Travers gained early experience acting in repertory theatre in England. He was billed as Travers Heagerty for a December 1895 production. He played character roles almost from the beginning of his acting career in 1894, often figures who were much older than himself. He made his Broadway debut in The Price of Peace (1901) but returned to England. Travers settled in the United States and played frequently from November 1917 until December 1938 on Broadway in over 30 plays, and was described in The New Yorker as 'one of the most consistent performers now in the American theatre, and at the same time one of its least appreciated'. His last play on Broadway You Can't Take It with You was his best known, where he acted in over 380 performances in two years. In the Oscar-winning movie You Can't Take It With You, Lionel Barrymore played the role which Travers had portrayed on Broadway.

His first film was Reunion in Vienna in 1933. In the same year, he played the father of Gloria Stuart in the horror film The Invisible Man. He often portrayed doctors, judges, and fathers of the main figures in supporting roles. Travers specialised on portraying slightly wry and bumbling but friendly and lovable older men. He appeared with Greer Garson and Ronald Colman in Random Harvest (1942) and with Bing Crosby and Ingrid Bergman in The Bells of St. Mary's (1945). Alfred Hitchcock employed Travers as a Comic relief in Shadow of a Doubt (1943), where he played a bank clerk with a passion for criminal magazines. The character actor also portrayed the railway station master Mr. Ballard with a love for roses who finally wins the annual flower show in his village shortly before dying in a WWII bombardment in Mrs. Miniver. He received an Academy Award-nomination as Best Supporting Actor for this appearance.

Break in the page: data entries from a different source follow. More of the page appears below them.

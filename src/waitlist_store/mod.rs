//! Durable keeper of waitlist entries.
//!
//! The rest of the application only sees the `EntryStore` capability set; the Postgres
//! implementation is injected at startup.
#[cfg(test)]
mod memory;
mod postgres;

#[cfg(test)]
pub use memory::InMemoryEntryStore;
pub use postgres::PgEntryStore;

use crate::domain::{EntrantEmail, WaitlistEntry, WaitlistStats};
use crate::utils::error_chain_fmt;

pub trait EntryStore {
    /// All entries, in arrival order.
    async fn load(&self) -> Result<Vec<WaitlistEntry>, StoreError>;

    /// Whether an entry with this email is already stored (case-insensitive).
    async fn email_exists(&self, email: &EntrantEmail) -> Result<bool, StoreError>;

    /// Durably adds `entry` and returns the stats as they are right after the insertion.
    ///
    /// Fails with `StoreError::DuplicateEmail` if the email is already taken, whatever the
    /// outcome of an earlier `email_exists` check.
    async fn append(&self, entry: &WaitlistEntry) -> Result<WaitlistStats, StoreError>;

    /// Deletes every entry matching `email` (case-insensitive). Returns whether anything was
    /// removed.
    async fn remove(&self, email: &str) -> Result<bool, StoreError>;

    async fn stats(&self) -> Result<WaitlistStats, StoreError>;
}

#[derive(thiserror::Error)]
pub enum StoreError {
    #[error("An entry with this email address already exists.")]
    DuplicateEmail,
    #[error("The waitlist store did not answer in time.")]
    Timeout,
    #[error(transparent)]
    UnexpectedError(#[from] anyhow::Error),
}

impl std::fmt::Debug for StoreError {
    fn fmt(&self, f: &mut std::fmt::Formatter<'_>) -> std::fmt::Result {
        error_chain_fmt(self, f)
    }
}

Travers's best remembered role was as James Stewart's somewhat befuddled but kind-hearted guardian angel Clarence Odbody in Frank Capra's 1946 film It's a Wonderful Life. Travers plays the guardian angel who saves Stewart from committing suicide, and then shows him how wonderful his life really is. Though the film was a financial flop, it later became a Christmas perennial.

Travers retired in 1949 after his supporting role in The Girl from Jones Beach. Overall, he acted in 52 films.

== Personal life ==
Travers' first wife was actress Amy Forrest-Rhodes. They were married from 1931 until her death in 1954. In 1955, he married Ann G. Murphy, who survived him.

== Death ==
After several years in retirement, Travers died as a result of arteriosclerosis in 1965, at the age of 91. He is interred with his second wife in Forest Lawn Memorial Park in Glendale, California.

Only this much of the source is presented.